OPINIÃO
A demolição ideológica do pensamento científico
Joana Cabral tem todo o direito de defender que “o
racismo não existe de negros para brancos”. Mas chamar ignorante a quem não
partilha da sua visão não é só ridículo – é uma ofensa a quem faz ciência a
sério.
João Miguel
Tavares
2 de Março de
2021, 0:01
https://www.publico.pt/2021/03/02/opiniao/opiniao/demolicao-ideologica-pensamento-cientifico-1952618
Joana Cabral é
professora de Psicologia na Universidade Lusófona do Porto e dirigente da SOS
Racismo. Há dias, escrevi em tom crítico sobre uma intervenção sua na TVI24,
onde defendeu que “o racismo não existe de negros para brancos”, mas apenas de
brancos para negros, com o argumento de que o racismo é um “sistema político e
económico” e não uma “atitude interpessoal”. Entretanto, Joana Cabral respondeu
às minhas críticas num artigo intitulado “De branca para brancos: rigor e
justiça”. Regresso ao tema por causa de um detalhe que considero demasiado
importante para ser ignorado, e que já tinha denunciado no meu artigo original:
a promoção, por parte de uma professora universitária, de uma confusão
inaceitável entre ideologia e ciência. Invocar pergaminhos académicos para
credibilizar a sua posição nesta matéria é uma fraude intelectual.
No referido
debate na TVI, Joana Cabral afirmou que iria discutir a questão do racismo “do
ponto de vista científico”. Segundo ela, “todos somos um bocadinho ignorantes
em relação a este tema”, e por isso devemos “aproveitar estas oportunidades
para aprendermos qualquer coisa”. Poder-se-ia dizer que este tom maternalista
teria surgido a despropósito no calor do debate.

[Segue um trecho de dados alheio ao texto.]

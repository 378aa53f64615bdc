//! Apply the resolved model to the database: DDL for tables, foreign keys, junction tables and indexes.
//! Idempotent: every statement is `IF NOT EXISTS`.

use crate::config::{ResolvedEntity, ResolvedModel};
use crate::error::AppError;
use crate::sql::quoted;
use sqlx::SqlitePool;

/// CREATE TABLE statement for one entity. Foreign keys are declared inline (SQLite cannot add them later).
pub fn create_table_sql(model: &ResolvedModel, entity: &ResolvedEntity) -> String {
    let mut defs: Vec<String> = Vec::new();
    for c in &entity.columns {
        let mut def = format!("{} {}", quoted(&c.name), c.sql_type);
        if c.is_pk {
            def.push_str(" PRIMARY KEY");
        } else if let Some(expr) = &c.generated {
            def.push_str(&format!(" GENERATED ALWAYS AS ({}) VIRTUAL", expr));
        } else {
            if !c.nullable {
                def.push_str(" NOT NULL");
            }
            if c.unique {
                def.push_str(" UNIQUE");
            }
        }
        defs.push(def);
    }
    for rel in &entity.relations {
        let Some(related) = model.entity(&rel.related_table_id) else { continue };
        defs.push(format!(
            "FOREIGN KEY ({}) REFERENCES {} ({}) ON DELETE {}",
            quoted(&rel.fk_column),
            quoted(&related.table_name),
            quoted(&rel.their_key),
            rel.on_delete.as_deref().unwrap_or("NO ACTION")
        ));
    }
    format!(
        "CREATE TABLE IF NOT EXISTS {} (\n  {}\n)",
        quoted(&entity.table_name),
        defs.join(",\n  ")
    )
}

/// Apply the model: entity tables, junction tables, then foreign-key indexes.
pub async fn apply_migrations(pool: &SqlitePool, model: &ResolvedModel) -> Result<(), AppError> {
    // Tables in view order first so creation order is stable, then entities without a view.
    let mut ordered: Vec<&ResolvedEntity> = Vec::new();
    for v in &model.views {
        if let Some(e) = model.entity(&v.entity_id) {
            if !ordered.iter().any(|o| o.table_id == e.table_id) {
                ordered.push(e);
            }
        }
    }
    let mut rest: Vec<&ResolvedEntity> = model
        .entities
        .values()
        .filter(|e| !ordered.iter().any(|o| o.table_id == e.table_id))
        .collect();
    rest.sort_by(|a, b| a.table_id.cmp(&b.table_id));
    ordered.extend(rest);

    for entity in &ordered {
        let sql = create_table_sql(model, entity);
        tracing::debug!(sql = %sql, "migration");
        sqlx::query(&sql).execute(pool).await?;
    }

    for entity in &ordered {
        for m2m in &entity.many_to_many {
            let Some(related) = model.entity(&m2m.related_table_id) else { continue };
            let sql = format!(
                "CREATE TABLE IF NOT EXISTS {} (\n  {} INTEGER NOT NULL REFERENCES {} ({}) ON DELETE CASCADE,\n  {} INTEGER NOT NULL REFERENCES {} ({}) ON DELETE CASCADE,\n  PRIMARY KEY ({}, {})\n)",
                quoted(&m2m.junction_table),
                quoted(&m2m.our_key),
                quoted(&entity.table_name),
                quoted(&entity.pk_column),
                quoted(&m2m.their_key),
                quoted(&related.table_name),
                quoted(&related.pk_column),
                quoted(&m2m.our_key),
                quoted(&m2m.their_key),
            );
            tracing::debug!(sql = %sql, "migration");
            sqlx::query(&sql).execute(pool).await?;

            let sql = format!(
                "CREATE INDEX IF NOT EXISTS {} ON {} ({})",
                quoted(&format!("ix_{}_{}", m2m.junction_table, m2m.their_key)),
                quoted(&m2m.junction_table),
                quoted(&m2m.their_key)
            );
            sqlx::query(&sql).execute(pool).await?;
        }
        for rel in &entity.relations {
            let sql = format!(
                "CREATE INDEX IF NOT EXISTS {} ON {} ({})",
                quoted(&format!("ix_{}_{}", entity.table_name, rel.fk_column)),
                quoted(&entity.table_name),
                quoted(&rel.fk_column)
            );
            tracing::debug!(sql = %sql, "migration");
            sqlx::query(&sql).execute(pool).await?;
        }
    }

    tracing::info!(tables = ordered.len(), "schema applied");
    Ok(())
}

#[cfg(test)]
mod tests {
    use super::*;
    use crate::config::{inventory_config, resolve};

    #[test]
    fn product_table_declares_constraints() {
        let model = resolve(&inventory_config().unwrap()).unwrap();
        let sql = create_table_sql(&model, model.entity("product").unwrap());
        assert!(sql.starts_with("CREATE TABLE IF NOT EXISTS \"product\" ("));
        assert!(sql.contains("\"id\" INTEGER PRIMARY KEY"));
        assert!(sql.contains("\"code\" VARCHAR(255) UNIQUE"));
        assert!(sql.contains("\"name\" VARCHAR(255) UNIQUE"));
        assert!(sql.contains("\"fullname\" VARCHAR(1000) GENERATED ALWAYS AS ("));
        assert!(sql.contains("FOREIGN KEY (\"supplier_id\") REFERENCES \"supplier\" (\"id\") ON DELETE NO ACTION"));
    }

    #[test]
    fn sale_requires_product() {
        let model = resolve(&inventory_config().unwrap()).unwrap();
        let sql = create_table_sql(&model, model.entity("sale").unwrap());
        assert!(sql.contains("\"product_id\" INTEGER NOT NULL"));
        assert!(sql.contains("\"staff_id\" INTEGER,"));
    }
}
//! Report routes.

use crate::handlers::reports;
use crate::state::AppState;
use axum::{routing::get, Router};

pub fn report_routes(state: AppState) -> Router {
    Router::new()
        .route("/reports", get(reports::reports))
        .route("/reports/profit", get(reports::profit))
        .with_state(state)
}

Mas não: ele volta a ser
utilizado no artigo do PÚBLICO. Joana Cabral invoca o “entendimento científico”
sobre a matéria e declara que seria “de esperar que intelectuais e responsáveis
políticos não se opusessem à informação que permite superar esta ignorância”.
Joana Cabral não
se limita a defender uma tese – ela classifica como mal informados aqueles que
não a partilham. E que tese é essa? É a tese de que uma coisa são “os fenómenos
de preconceito e discriminação étnico-racial”, que Joana Cabral reconhece serem
“universais e praticados também de não-brancos para brancos” (ufa); outra coisa
é o “racismo”, que é um “projecto político e económico”. E este “racismo”, para
existir, necessita de uma série de condições que são elencadas no seu artigo,
entre as quais se inclui a “escala transatlântica”, as campanhas de “propaganda
científica” ou o cultivo de “imaginários de inferiorização” que tenham durado
até ao século XX. Isso – e só isso – é o racismo, e quem achar que o racismo
pode ser outra coisa é um negacionista da ciência.
Vamos cá ver:
assim é fácil. Se eu definir “mamífero” como um animal que tem a cauda em
espiral, o nariz parecido com uma tomada eléctrica e um certo gosto por
chafurdar na lama, é óbvio que a partir daí só os porcos são mamíferos. Do
mesmo modo, se para haver racismo é necessário escala atlântica, frenologia e
apartheid, então não há dúvida: nem chineses, nem indianos, nem africanos têm
oportunidade de ser racistas, mesmo que queiram muito.
Só que há um
outro branco, bem mais considerado do que eu, que embirra com esta tese de
Joana Cabral: chama-se Karl Popper, e propôs um princípio, hoje universalmente
aceite por quem leva a sério o método científico, chamado da refutabilidade (ou
da falseabilidade), que de forma muito simples diz isto: uma teoria que não
oferece a possibilidade de ser refutada não pode ser considerada científica. É
mito. É ideologia. É pseudociência.
A história do
racismo exclusivamente branco não é outra coisa senão isso. Joana Cabral tem
todo o direito a defendê-la, como eu tenho o direito de defender a existência
do Eldorado. Mas chamar ignorante a quem não partilha da sua visão não é só
ridículo – é uma ofensa a quem faz ciência a sério.